One of the most obvious needs for additional water is for those who exercise. Any time you work up a sweat, you should make sure you drink enough water to account for fluid losses. Hot or humid environments also increase fluid loss, so make sure to stay hydrated in those conditions. If you are sick and experience vomiting, diarrhea, or fever, make sure to drink extra water to recover from the fluid loss that these symptoms/conditions bring. Fluid needs also increase during pregnancy or for women who are breastfeeding. If you would like to know what your exact needs are, try this fluid needs calculator or discuss your fluid requirements with your physician or Registered Dietitian.
WHAT ARE SOME TIPS FOR DRINKING MORE WATER?
We thought you’d never ask. Here are our ten tips to getting more water in throughout the day:
- Invest in a water reusable water bottle that you love.
- Carry a water bottle with you everywhere! To the store, to school, to work. Buy one that’s easy to carry around.
- Naturally flavor your water to give it some spunk like our Herb Infused H20 recipe or our Naturally Flavored Water, 3 Ways. You can also try unsweetened herbal tea!
- Keep a fresh pitcher of water ready in the refrigerator so you have some nice, cold water ready to go.
- Switch out that soda with sparkling water.
- Set an alarm on your phone every so often to remind you to sip.
- Start each morning with one cup of water. Then have one cup before and after each meal (7 cups down, 1 to go!)
- Try downloading an app to track your daily water intake like Daily Water Free.
- Place cups of water around the house as a reminder. Have a cup of water in the living room, kitchen, bedroom (I even have one in my bathroom!)
- Eat foods that have a high water content to contribute to your overall hydration like cucumber, watermelon, zucchini, or grapefruit.
A good test to know if you are hydrated enough may be the color of your urine. If your urine is light yellow or colorless, you are likely getting plenty of water. However, if you find that your urine is a dark yellow, you may need to fill that cup back up.
Any new ideas for hydration jumping out at you? Try one out today and tell us about it. Also share any other creative ideas that work for you in the comments below!

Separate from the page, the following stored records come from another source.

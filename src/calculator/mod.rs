//! Financial calculator
//!
//! Deterministic, total projection of annual value from request inputs.
//! Every input is clamped to a hard range before it touches the formulas.

use crate::models::{AssumptionSet, FinancialProjection, RequestInput};

/// A closed range plus the value used when the caller sent nothing usable.
#[derive(Debug, Clone, Copy, PartialEq)]
pub struct Bound {
    pub min: f64,
    pub max: f64,
    pub fallback: f64,
}

impl Bound {
    const fn new(min: f64, max: f64, fallback: f64) -> Self {
        Self { min, max, fallback }
    }

    /// Parse-or-fallback, then clamp.
    pub fn apply(&self, value: Option<f64>) -> f64 {
        value
            .filter(|v| v.is_finite())
            .unwrap_or(self.fallback)
            .clamp(self.min, self.max)
    }
}

pub const PHYSICIAN_COUNT: Bound = Bound::new(1.0, 200_000.0, 1.0);
pub const TIME_SAVED_HRS_PER_DAY: Bound = Bound::new(0.0, 8.0, 0.0);
pub const PATIENT_INCREASE_PER_DAY: Bound = Bound::new(0.0, 30.0, 0.0);

pub const PHYSICIAN_HOURLY_RATE: Bound = Bound::new(80.0, 600.0, 200.0);
pub const REIMBURSEMENT_PER_VISIT: Bound = Bound::new(40.0, 1000.0, 150.0);
pub const SUKI_COST_PER_PHYSICIAN_PER_MONTH: Bound = Bound::new(50.0, 2000.0, 300.0);
pub const WORK_DAYS_PER_YEAR: Bound = Bound::new(180.0, 365.0, 250.0);

const MONTHS_PER_YEAR: f64 = 12.0;

/// Behavioural inputs after fallback and clamping.
#[derive(Debug, Clone, Copy, PartialEq)]
pub struct EffectiveInputs {
    pub physician_count: f64,
    pub time_saved_hrs_per_day: f64,
    pub patient_increase_per_day: f64,
}

pub fn effective_inputs(input: &RequestInput) -> EffectiveInputs {
    EffectiveInputs {
        physician_count: PHYSICIAN_COUNT.apply(input.physician_count),
        time_saved_hrs_per_day: TIME_SAVED_HRS_PER_DAY.apply(input.time_saved_hrs_per_day),
        patient_increase_per_day: PATIENT_INCREASE_PER_DAY.apply(input.patient_increase_per_day),
    }
}

pub fn effective_assumptions(input: &RequestInput) -> AssumptionSet {
    let overrides = input.assumptions.clone().unwrap_or_default();

    AssumptionSet {
        physician_hourly_rate: PHYSICIAN_HOURLY_RATE.apply(overrides.physician_hourly_rate),
        reimbursement_per_visit: REIMBURSEMENT_PER_VISIT.apply(overrides.reimbursement_per_visit),
        suki_cost_per_physician_per_month: SUKI_COST_PER_PHYSICIAN_PER_MONTH
            .apply(overrides.suki_cost_per_physician_per_month),
        work_days_per_year: WORK_DAYS_PER_YEAR.apply(overrides.work_days_per_year),
    }
}

pub fn compute_financials(input: &RequestInput) -> FinancialProjection {
    let inputs = effective_inputs(input);
    let assumptions = effective_assumptions(input);

    let annual_labor_value = inputs.physician_count
        * inputs.time_saved_hrs_per_day
        * assumptions.physician_hourly_rate
        * assumptions.work_days_per_year;

    let annual_revenue_uplift = inputs.physician_count
        * inputs.patient_increase_per_day
        * assumptions.reimbursement_per_visit
        * assumptions.work_days_per_year;

    let annual_suki_cost =
        inputs.physician_count * assumptions.suki_cost_per_physician_per_month * MONTHS_PER_YEAR;

    let annual_total_value = annual_labor_value + annual_revenue_uplift;

    // Unreachable under the current floors, kept so a zero cost can never divide.
    let roi_x = (annual_suki_cost > 0.0).then(|| annual_total_value / annual_suki_cost);

    FinancialProjection {
        assumptions,
        annual_labor_value,
        annual_revenue_uplift,
        annual_suki_cost,
        annual_total_value,
        roi_x,
    }
}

Water is our friend … usually. My husband actually ended up in the ER a few years ago, because he was drinking too much! His electrolytes were all out of whack and he had essentially flushed his body of potassium and sodium, a condition called hyponatremia, which can be fatal. I urge everyone to check with a doctor before adding MORE water unless you’re just subbing out other fluids that your body is already used to (e.g. soda, juice, etc.).
Oh no! How much water was he drinking? We find that the urine test is the easiest way to test for hydration
Curious what you think of this article as nutritionists – https://www.mensjournal.com/health-fitness/you-re-probably-drinking-too-much-water-20151103/
Tried to find a similar article I read recently that said if your urine is clear, it’s a sign of over-hydration – which did happen to me when I started carrying a travel mug around and drinking 6 cups of water a day earlier this year. Back to drinking when I’m thirsty, no more no less, and feeling much better.
Hey! Link doesn’t work. In the article, we mentioned that if the urine is light yellow or clear, you’re likely getting good hydration. However, if you’re only peeing clear fluid and you’re not feeling so hot, then yes- you may be over hydrating. 6 cups isn’t considered that much water, but maybe you were also getting lots of hydration through fruits, vegetables, or other fluids. Thanks for stopping by!